→ Work instruction: Search the data for the string "trimmed" and gather each line it is in.

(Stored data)
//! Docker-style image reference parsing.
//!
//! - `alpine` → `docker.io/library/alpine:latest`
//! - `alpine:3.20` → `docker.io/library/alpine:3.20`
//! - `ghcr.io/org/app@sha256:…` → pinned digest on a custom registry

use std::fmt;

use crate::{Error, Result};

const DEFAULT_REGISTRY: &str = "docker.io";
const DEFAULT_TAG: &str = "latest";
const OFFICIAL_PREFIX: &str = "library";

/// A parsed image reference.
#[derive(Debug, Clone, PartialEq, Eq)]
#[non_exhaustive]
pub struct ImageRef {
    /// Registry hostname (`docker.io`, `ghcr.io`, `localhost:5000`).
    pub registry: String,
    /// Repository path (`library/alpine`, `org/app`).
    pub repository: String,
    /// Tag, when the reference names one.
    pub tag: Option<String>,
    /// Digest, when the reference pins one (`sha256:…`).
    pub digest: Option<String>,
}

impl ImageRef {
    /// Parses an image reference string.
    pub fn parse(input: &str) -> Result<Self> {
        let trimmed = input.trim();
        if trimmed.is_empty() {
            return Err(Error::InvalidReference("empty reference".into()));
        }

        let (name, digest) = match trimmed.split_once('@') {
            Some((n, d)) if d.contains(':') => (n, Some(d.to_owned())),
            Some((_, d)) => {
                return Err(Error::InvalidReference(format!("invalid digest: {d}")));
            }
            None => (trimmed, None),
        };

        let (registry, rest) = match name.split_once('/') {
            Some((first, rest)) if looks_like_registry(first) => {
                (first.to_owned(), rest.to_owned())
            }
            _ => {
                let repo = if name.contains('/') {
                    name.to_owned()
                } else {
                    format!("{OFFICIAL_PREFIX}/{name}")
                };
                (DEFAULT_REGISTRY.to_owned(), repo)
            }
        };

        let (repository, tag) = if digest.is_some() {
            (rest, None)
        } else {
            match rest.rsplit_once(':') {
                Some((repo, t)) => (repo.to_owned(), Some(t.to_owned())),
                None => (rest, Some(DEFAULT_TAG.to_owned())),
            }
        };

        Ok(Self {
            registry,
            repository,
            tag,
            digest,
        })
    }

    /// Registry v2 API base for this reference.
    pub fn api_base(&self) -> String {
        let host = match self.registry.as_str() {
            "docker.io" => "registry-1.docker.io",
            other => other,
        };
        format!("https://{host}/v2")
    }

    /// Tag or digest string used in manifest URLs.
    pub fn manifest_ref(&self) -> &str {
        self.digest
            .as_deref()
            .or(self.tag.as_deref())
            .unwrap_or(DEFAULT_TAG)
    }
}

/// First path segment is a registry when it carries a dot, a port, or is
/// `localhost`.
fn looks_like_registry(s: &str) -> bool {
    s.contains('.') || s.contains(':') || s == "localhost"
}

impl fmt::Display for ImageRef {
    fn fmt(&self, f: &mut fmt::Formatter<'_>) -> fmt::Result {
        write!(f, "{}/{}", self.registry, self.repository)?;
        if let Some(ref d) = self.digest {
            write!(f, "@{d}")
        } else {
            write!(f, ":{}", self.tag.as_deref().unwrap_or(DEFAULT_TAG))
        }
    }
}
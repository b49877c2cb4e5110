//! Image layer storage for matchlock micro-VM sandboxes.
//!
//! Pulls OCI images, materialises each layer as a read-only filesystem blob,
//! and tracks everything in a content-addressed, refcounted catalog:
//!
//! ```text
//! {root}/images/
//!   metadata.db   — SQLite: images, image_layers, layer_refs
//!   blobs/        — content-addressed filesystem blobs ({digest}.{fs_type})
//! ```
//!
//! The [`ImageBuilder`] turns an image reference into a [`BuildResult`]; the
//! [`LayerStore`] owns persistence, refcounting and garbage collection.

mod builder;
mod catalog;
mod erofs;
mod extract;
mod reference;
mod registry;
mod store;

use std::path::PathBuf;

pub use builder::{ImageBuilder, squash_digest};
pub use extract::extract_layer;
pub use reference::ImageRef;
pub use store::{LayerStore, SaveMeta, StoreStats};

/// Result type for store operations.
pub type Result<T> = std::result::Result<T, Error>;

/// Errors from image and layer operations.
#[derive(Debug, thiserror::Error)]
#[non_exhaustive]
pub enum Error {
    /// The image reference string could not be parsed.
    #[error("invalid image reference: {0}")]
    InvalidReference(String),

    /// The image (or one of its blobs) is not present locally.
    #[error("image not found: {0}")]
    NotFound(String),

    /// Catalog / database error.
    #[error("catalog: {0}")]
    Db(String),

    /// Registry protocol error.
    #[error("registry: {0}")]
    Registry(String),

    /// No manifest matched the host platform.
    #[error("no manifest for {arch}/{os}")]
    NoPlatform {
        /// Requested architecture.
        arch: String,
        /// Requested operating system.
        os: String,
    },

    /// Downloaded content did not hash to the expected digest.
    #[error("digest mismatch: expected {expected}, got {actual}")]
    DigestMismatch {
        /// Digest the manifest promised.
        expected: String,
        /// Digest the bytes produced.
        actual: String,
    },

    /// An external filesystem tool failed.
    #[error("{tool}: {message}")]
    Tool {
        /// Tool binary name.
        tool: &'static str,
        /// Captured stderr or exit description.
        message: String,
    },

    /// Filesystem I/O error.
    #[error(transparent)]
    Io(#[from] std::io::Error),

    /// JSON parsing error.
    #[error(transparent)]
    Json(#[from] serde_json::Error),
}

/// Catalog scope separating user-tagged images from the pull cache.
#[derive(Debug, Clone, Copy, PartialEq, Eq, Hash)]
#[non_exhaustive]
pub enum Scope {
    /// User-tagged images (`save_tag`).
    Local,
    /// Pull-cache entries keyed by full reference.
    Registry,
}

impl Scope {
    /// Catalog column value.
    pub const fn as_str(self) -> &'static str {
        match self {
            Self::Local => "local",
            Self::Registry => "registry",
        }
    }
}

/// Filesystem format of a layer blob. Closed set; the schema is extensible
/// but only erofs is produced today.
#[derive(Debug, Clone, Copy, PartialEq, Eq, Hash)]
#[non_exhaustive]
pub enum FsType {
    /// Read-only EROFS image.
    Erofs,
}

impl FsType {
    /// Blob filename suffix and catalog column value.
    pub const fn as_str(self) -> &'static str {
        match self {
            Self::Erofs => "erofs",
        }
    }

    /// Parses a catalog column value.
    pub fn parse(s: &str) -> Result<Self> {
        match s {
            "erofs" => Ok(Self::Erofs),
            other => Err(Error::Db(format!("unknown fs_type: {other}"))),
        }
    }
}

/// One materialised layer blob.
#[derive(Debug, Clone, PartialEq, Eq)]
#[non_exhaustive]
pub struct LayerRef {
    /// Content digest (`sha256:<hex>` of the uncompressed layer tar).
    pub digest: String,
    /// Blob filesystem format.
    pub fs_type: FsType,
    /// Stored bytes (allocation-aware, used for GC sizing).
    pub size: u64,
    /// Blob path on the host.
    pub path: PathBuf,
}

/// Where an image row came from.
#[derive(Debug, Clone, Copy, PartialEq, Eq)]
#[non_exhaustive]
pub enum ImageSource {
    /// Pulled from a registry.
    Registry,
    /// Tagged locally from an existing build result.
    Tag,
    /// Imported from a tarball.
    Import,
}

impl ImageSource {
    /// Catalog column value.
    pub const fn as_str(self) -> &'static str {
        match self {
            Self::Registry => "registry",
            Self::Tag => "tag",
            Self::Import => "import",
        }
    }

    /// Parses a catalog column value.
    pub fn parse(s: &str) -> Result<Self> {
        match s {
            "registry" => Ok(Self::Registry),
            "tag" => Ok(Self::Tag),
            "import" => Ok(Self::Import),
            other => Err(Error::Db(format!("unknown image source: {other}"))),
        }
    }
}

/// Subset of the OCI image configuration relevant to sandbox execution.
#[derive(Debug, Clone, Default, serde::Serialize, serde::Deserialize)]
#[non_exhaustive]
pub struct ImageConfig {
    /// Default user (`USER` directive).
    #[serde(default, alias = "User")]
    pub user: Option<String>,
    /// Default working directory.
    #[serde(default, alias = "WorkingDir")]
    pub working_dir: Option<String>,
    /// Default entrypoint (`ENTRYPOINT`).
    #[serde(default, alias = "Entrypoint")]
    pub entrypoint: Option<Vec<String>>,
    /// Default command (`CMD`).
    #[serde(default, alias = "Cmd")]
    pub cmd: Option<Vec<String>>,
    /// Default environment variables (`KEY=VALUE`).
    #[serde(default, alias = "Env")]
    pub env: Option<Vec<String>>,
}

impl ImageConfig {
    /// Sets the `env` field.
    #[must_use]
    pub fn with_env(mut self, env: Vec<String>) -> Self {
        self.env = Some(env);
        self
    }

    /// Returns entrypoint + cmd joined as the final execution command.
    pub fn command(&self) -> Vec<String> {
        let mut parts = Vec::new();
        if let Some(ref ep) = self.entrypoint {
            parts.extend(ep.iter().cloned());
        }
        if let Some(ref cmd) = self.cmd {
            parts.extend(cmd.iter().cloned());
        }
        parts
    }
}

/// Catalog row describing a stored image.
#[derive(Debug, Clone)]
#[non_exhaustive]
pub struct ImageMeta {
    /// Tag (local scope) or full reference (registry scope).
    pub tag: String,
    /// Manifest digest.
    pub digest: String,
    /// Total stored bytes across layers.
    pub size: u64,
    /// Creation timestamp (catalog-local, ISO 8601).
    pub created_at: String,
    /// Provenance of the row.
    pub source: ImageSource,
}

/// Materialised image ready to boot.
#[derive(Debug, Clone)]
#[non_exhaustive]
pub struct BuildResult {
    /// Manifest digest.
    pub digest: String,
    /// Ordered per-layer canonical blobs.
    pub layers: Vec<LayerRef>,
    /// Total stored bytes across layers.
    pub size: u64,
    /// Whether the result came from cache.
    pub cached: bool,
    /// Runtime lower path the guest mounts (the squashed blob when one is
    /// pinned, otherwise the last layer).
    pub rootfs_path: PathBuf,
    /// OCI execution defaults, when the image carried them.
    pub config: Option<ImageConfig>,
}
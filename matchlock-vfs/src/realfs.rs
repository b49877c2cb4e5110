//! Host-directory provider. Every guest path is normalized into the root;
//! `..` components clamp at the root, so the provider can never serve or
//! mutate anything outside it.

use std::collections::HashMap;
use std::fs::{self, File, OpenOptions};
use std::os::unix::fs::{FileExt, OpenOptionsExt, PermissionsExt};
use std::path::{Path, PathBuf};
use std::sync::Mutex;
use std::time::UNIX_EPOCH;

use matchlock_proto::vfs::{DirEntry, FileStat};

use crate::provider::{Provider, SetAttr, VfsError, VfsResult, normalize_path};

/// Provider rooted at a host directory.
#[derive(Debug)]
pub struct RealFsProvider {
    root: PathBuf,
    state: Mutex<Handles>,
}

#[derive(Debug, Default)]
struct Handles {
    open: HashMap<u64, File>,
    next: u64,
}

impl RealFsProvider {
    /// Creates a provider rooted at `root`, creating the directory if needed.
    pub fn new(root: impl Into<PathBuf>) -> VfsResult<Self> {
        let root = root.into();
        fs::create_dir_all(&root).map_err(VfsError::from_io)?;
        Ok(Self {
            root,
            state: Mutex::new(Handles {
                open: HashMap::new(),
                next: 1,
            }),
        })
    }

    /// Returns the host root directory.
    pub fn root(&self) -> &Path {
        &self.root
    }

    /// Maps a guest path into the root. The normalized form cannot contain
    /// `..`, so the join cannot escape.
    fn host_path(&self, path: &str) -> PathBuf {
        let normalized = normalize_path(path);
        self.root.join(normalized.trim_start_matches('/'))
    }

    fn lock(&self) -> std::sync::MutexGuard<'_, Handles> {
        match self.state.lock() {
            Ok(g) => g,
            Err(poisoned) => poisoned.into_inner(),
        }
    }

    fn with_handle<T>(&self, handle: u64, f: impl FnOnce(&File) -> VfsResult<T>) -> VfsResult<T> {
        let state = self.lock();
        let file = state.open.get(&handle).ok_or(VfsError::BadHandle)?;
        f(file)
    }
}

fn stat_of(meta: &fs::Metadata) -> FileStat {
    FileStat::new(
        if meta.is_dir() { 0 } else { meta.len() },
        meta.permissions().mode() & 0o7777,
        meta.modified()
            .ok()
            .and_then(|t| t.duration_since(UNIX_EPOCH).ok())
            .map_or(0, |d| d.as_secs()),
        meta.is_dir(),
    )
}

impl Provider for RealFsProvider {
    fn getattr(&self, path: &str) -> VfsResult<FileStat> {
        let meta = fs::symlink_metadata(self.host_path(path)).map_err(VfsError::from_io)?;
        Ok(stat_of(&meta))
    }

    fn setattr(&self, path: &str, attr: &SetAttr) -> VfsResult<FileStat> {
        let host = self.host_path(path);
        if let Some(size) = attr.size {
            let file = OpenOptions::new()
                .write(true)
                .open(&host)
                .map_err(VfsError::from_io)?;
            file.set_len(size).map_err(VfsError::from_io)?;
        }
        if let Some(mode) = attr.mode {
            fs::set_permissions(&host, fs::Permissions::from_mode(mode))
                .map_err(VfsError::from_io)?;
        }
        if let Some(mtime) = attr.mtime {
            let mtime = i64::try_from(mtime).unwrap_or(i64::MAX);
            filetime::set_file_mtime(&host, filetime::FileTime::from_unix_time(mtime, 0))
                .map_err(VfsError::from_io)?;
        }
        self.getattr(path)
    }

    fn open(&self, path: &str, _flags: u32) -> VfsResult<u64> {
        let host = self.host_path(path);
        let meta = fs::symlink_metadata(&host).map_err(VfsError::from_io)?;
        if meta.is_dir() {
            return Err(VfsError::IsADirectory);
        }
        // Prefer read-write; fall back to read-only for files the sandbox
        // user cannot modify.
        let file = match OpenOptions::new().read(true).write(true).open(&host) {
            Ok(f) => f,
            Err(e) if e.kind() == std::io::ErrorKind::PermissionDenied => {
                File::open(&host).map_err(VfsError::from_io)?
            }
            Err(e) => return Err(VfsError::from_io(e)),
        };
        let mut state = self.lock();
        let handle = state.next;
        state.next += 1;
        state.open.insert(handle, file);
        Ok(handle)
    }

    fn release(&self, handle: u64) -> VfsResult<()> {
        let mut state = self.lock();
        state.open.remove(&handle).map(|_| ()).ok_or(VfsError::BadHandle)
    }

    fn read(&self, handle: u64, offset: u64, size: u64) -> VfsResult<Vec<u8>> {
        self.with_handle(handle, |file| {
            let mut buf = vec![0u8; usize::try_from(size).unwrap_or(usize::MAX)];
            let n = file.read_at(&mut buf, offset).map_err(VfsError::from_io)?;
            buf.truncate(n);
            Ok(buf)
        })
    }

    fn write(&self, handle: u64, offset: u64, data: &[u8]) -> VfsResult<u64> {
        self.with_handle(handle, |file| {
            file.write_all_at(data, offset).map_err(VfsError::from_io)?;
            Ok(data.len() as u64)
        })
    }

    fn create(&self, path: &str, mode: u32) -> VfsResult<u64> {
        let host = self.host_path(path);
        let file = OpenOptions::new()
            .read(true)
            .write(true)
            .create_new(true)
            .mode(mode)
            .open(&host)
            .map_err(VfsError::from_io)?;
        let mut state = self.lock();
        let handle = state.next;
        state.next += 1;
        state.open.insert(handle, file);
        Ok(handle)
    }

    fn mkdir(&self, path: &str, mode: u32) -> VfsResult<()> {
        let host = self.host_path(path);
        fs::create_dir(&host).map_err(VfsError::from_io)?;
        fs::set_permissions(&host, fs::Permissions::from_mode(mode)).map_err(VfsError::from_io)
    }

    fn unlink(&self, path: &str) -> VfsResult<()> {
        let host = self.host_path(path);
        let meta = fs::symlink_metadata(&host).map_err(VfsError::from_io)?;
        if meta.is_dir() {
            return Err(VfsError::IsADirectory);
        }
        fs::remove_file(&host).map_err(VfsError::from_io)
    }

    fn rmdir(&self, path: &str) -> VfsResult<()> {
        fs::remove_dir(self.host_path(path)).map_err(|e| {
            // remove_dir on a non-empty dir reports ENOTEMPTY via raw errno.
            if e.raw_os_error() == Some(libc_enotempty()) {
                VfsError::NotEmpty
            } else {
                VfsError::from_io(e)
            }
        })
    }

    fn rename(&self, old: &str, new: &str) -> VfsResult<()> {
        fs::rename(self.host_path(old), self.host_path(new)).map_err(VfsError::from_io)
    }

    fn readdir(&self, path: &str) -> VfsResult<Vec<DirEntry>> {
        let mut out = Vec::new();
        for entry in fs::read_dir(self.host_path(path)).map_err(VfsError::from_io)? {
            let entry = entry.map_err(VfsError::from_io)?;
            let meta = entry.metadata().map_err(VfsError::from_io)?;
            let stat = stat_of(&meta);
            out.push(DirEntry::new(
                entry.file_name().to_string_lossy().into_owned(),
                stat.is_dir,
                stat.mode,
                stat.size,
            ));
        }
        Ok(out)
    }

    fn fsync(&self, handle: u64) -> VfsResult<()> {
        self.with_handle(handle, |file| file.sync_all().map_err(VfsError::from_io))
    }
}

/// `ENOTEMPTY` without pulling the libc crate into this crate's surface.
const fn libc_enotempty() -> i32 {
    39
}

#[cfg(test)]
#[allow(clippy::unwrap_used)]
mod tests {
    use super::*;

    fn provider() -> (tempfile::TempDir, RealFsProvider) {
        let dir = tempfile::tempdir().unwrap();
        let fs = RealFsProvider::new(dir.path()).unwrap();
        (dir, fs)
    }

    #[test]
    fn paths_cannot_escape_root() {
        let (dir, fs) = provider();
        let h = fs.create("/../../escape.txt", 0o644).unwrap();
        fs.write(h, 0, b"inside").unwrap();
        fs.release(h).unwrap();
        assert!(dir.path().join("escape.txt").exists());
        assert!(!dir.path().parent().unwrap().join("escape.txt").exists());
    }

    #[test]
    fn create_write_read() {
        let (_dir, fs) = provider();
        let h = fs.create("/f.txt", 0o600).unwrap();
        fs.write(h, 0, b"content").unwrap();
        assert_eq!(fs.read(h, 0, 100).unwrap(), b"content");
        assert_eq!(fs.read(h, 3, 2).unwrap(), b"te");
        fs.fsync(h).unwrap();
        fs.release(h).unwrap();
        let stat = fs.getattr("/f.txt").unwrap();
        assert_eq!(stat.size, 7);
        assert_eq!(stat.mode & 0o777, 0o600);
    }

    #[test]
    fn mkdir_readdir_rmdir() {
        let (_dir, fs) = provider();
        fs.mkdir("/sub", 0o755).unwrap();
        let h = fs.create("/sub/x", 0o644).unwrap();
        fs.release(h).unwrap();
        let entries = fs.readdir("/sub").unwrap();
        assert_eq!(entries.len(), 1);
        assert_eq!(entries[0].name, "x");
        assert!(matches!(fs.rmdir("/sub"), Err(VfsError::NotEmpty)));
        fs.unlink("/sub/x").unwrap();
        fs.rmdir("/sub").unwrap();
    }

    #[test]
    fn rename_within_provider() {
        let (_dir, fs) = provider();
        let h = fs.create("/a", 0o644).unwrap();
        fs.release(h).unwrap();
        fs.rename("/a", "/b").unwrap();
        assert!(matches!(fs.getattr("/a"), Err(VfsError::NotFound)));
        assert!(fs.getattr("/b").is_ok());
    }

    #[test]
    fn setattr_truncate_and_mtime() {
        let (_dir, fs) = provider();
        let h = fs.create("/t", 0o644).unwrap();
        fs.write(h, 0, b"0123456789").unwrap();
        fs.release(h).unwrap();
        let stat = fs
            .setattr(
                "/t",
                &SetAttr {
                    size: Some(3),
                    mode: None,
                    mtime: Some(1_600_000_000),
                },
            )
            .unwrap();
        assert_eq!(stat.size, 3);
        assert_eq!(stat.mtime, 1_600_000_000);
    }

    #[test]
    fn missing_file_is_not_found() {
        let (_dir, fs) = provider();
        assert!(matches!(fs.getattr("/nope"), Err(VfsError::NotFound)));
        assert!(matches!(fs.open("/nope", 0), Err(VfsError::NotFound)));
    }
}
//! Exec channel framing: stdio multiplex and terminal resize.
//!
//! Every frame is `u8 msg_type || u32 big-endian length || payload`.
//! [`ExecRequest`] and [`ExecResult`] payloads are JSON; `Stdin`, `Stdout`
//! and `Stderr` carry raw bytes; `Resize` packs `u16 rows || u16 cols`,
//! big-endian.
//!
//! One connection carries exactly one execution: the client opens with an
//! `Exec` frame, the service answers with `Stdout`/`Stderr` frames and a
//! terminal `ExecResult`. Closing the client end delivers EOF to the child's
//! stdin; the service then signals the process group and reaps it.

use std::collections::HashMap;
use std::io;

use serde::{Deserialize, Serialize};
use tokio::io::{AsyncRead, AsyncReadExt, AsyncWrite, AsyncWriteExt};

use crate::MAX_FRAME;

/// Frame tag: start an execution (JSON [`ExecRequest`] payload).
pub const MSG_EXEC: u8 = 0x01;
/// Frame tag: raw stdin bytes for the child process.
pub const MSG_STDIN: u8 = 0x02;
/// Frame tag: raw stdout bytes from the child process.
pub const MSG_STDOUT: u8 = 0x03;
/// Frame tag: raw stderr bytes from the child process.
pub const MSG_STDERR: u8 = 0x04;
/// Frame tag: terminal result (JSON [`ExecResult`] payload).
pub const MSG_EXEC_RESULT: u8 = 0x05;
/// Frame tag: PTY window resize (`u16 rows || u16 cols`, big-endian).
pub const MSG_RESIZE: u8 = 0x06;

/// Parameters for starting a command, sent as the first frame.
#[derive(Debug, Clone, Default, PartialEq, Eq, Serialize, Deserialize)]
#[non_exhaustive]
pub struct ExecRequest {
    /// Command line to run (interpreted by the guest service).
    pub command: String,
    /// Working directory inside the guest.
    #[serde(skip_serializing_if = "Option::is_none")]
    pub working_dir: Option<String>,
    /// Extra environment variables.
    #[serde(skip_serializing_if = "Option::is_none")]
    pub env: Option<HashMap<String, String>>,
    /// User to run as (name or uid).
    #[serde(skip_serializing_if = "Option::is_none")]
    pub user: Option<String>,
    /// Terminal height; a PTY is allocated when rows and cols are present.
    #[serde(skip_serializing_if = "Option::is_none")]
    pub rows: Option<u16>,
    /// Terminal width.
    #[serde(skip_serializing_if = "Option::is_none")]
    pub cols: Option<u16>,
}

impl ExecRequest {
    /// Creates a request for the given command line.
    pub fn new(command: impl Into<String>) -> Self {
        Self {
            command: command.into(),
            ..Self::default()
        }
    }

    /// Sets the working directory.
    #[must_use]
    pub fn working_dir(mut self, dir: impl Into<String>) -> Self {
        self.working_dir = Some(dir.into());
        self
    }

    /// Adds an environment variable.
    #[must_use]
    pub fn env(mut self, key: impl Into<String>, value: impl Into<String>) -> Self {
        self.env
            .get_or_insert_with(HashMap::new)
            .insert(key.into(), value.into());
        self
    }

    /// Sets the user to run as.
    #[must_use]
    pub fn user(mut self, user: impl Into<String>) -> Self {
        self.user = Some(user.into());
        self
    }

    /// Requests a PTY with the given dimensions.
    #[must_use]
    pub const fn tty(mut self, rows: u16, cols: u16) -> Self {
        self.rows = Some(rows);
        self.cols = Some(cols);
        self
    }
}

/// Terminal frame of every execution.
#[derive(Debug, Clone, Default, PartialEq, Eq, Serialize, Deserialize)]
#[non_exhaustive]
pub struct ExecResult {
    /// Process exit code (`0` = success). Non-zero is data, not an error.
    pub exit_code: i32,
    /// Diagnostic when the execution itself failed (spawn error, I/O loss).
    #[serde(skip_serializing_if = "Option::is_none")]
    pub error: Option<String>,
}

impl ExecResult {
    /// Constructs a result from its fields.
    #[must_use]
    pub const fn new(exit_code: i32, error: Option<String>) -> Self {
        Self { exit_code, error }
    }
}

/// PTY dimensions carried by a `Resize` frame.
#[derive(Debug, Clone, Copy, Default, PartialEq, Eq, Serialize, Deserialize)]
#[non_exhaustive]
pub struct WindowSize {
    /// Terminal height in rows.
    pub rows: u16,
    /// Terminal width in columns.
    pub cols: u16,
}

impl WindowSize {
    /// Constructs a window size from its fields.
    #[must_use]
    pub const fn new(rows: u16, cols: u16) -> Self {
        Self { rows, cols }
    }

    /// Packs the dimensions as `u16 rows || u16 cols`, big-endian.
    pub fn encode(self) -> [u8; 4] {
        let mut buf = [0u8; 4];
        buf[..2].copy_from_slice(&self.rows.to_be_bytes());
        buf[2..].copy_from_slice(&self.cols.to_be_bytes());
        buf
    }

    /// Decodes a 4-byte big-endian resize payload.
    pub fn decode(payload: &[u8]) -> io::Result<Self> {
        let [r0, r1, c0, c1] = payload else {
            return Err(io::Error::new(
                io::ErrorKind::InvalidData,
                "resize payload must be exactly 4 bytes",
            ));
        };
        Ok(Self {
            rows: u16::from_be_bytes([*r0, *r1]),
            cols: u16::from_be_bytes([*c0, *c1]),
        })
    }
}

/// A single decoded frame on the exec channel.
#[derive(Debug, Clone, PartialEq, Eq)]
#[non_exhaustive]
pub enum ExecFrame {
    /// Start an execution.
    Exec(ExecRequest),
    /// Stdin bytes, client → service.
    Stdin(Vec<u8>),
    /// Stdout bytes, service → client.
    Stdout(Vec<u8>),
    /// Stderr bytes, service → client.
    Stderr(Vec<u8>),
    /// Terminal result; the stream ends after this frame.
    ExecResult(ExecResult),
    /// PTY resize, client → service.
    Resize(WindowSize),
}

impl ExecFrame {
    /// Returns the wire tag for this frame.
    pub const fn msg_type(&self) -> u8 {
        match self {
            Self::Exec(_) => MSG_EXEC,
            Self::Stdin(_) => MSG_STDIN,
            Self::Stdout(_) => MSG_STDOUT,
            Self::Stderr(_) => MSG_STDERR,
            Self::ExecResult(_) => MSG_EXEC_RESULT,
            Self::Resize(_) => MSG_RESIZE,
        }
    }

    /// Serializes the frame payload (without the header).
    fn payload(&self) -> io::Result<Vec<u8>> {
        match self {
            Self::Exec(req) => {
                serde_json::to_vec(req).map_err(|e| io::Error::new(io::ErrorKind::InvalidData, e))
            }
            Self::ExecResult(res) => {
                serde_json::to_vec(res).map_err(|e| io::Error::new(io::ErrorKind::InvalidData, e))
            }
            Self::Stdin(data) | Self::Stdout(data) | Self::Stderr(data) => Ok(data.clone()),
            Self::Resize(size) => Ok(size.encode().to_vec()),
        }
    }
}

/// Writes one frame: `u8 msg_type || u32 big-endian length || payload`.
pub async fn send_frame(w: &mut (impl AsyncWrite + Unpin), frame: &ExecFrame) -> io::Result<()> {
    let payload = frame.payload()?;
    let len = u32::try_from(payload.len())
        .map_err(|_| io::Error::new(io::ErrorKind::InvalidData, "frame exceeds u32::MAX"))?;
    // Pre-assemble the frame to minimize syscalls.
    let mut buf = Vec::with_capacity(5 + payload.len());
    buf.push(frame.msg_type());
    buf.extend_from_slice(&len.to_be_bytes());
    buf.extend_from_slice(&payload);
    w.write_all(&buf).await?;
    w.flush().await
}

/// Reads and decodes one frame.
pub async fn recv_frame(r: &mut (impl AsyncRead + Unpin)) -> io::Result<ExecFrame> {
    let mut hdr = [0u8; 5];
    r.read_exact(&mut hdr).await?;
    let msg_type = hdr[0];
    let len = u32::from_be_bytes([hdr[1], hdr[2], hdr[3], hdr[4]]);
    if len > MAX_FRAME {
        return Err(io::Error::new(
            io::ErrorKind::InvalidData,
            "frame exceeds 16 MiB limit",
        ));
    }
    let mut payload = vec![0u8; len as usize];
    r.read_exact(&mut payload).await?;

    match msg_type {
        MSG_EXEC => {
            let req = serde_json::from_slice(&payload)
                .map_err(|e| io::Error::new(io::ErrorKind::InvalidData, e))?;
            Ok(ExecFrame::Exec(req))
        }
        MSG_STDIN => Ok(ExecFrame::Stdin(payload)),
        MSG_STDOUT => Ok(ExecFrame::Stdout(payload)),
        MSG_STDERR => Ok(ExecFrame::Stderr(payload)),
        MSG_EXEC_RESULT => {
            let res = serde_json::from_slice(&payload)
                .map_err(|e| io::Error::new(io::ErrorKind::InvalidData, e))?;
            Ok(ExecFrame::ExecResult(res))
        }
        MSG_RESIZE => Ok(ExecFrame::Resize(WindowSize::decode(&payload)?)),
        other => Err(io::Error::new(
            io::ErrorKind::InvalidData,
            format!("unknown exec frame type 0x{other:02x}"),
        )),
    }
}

→ Task result:
        let trimmed = input.trim();
        if trimmed.is_empty() {
        let (name, digest) = match trimmed.split_once('@') {
            None => (trimmed, None),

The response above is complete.